▶ **Aim of the task**: Wherever a line in the records below contains "posteriors", copy that line.
==== Data provided
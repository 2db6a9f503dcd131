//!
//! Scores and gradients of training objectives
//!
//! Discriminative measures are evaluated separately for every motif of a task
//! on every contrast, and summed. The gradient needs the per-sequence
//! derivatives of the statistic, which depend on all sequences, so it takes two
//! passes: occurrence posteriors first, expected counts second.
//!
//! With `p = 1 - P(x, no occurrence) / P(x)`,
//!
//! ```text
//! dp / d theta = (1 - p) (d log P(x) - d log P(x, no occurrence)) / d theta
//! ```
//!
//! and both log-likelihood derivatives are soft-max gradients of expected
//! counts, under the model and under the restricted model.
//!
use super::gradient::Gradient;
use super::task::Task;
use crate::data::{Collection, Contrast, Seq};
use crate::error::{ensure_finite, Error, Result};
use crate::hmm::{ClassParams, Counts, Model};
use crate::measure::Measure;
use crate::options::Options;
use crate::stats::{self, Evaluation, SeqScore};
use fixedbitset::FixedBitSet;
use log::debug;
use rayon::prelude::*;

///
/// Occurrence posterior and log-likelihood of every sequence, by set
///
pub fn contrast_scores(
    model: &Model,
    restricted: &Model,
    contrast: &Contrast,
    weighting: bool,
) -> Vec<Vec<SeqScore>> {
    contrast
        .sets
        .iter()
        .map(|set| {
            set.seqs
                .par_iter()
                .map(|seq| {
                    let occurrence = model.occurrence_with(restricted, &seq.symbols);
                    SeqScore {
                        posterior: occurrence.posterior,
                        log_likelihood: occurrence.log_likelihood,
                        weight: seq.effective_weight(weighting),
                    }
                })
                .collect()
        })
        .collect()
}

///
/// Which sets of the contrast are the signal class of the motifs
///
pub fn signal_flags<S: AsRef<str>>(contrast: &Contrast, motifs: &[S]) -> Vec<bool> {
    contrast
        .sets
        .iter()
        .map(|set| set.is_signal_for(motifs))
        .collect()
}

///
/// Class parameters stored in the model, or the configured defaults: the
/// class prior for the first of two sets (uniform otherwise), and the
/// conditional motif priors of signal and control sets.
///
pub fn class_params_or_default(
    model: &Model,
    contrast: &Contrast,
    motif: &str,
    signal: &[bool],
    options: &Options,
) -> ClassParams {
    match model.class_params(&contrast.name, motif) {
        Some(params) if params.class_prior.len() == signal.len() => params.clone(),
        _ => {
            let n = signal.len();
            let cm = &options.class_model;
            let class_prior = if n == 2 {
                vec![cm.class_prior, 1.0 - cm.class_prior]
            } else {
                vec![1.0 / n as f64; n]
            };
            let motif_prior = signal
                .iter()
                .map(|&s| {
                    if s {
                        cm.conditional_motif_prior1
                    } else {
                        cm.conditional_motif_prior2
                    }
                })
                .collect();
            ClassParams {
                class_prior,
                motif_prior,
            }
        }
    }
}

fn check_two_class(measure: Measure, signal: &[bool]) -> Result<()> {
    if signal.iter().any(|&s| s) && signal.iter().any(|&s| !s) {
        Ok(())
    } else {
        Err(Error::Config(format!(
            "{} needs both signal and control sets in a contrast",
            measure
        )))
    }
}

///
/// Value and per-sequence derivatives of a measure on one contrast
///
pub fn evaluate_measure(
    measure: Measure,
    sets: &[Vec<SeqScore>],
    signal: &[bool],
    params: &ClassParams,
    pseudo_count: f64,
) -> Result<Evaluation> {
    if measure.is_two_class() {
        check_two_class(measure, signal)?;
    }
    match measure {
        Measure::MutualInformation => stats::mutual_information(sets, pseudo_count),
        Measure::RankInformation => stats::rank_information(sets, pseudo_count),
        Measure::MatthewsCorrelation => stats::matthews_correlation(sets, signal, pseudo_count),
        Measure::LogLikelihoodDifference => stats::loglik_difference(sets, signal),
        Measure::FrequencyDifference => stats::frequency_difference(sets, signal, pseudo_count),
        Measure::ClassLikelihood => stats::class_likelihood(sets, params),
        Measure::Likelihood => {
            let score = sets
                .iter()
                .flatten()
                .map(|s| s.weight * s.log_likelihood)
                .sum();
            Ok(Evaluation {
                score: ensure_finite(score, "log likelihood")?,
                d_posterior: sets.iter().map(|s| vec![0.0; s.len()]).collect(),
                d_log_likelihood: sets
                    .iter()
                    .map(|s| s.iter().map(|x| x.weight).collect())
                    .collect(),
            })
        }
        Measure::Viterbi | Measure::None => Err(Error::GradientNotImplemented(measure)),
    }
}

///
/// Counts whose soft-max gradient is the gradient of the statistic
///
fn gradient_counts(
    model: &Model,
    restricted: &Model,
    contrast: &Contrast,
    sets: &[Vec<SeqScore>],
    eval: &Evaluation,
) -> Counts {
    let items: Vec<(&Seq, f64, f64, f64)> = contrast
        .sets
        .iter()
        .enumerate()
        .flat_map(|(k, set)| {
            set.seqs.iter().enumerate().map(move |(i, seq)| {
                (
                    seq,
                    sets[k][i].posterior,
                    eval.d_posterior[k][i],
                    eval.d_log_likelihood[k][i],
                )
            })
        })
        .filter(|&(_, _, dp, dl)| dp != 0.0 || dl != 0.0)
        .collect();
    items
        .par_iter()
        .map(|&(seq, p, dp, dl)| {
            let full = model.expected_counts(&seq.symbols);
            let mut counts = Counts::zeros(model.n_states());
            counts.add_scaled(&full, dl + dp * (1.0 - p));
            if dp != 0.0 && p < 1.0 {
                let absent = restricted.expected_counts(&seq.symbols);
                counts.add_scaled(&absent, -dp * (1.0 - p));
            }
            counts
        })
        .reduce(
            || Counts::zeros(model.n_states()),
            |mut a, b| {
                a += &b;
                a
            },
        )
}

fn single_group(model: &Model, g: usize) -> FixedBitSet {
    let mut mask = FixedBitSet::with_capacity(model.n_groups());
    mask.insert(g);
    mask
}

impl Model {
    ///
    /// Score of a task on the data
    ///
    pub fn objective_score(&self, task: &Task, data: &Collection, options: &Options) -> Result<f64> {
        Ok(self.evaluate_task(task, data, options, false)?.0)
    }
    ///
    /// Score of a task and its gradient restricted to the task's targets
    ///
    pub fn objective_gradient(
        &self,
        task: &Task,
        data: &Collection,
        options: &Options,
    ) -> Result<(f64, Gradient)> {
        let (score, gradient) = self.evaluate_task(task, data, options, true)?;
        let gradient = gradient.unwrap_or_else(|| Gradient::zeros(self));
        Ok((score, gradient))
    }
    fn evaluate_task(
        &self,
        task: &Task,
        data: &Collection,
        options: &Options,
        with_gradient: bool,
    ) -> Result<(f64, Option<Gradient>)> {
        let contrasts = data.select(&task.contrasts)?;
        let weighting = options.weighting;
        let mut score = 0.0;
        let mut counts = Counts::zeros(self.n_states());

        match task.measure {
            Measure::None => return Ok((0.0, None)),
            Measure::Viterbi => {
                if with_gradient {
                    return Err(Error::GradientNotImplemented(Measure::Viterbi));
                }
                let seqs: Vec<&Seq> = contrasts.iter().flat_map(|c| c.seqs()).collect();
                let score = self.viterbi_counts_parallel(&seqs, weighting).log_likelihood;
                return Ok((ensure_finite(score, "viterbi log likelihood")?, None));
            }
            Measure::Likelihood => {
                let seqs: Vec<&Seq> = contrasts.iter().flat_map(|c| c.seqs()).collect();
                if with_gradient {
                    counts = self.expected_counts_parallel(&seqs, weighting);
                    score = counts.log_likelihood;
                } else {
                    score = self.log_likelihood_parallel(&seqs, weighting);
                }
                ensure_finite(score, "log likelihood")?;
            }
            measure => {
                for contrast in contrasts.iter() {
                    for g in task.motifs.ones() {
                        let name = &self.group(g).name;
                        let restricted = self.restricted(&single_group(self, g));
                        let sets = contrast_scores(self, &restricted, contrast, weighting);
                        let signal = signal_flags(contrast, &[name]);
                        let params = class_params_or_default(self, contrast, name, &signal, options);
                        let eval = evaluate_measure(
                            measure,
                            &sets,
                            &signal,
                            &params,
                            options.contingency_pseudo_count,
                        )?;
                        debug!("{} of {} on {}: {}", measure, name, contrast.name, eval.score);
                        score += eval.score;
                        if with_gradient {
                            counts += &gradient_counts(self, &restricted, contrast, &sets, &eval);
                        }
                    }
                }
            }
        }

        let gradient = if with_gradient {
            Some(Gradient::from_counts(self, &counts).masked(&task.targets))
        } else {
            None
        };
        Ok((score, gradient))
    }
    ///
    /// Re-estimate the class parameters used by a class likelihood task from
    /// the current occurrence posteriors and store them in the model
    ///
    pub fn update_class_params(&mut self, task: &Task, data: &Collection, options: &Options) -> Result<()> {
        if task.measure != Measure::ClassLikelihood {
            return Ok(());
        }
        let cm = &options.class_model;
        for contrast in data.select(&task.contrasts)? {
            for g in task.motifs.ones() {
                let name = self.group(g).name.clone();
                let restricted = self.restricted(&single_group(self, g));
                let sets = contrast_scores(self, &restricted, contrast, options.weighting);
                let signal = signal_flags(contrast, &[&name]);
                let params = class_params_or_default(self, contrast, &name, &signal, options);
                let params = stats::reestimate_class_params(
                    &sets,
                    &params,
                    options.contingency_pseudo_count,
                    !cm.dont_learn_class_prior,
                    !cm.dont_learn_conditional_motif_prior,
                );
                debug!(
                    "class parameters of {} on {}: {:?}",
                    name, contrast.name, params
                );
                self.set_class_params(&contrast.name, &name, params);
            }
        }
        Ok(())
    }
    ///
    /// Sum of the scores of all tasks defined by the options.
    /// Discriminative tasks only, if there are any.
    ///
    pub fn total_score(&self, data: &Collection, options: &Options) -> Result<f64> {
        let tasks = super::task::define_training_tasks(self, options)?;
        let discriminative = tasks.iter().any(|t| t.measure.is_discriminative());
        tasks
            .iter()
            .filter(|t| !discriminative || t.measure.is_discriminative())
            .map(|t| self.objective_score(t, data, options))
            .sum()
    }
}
========
▶ **Result**:
//! passes: occurrence posteriors first, expected counts second.
    /// the current occurrence posteriors and store them in the model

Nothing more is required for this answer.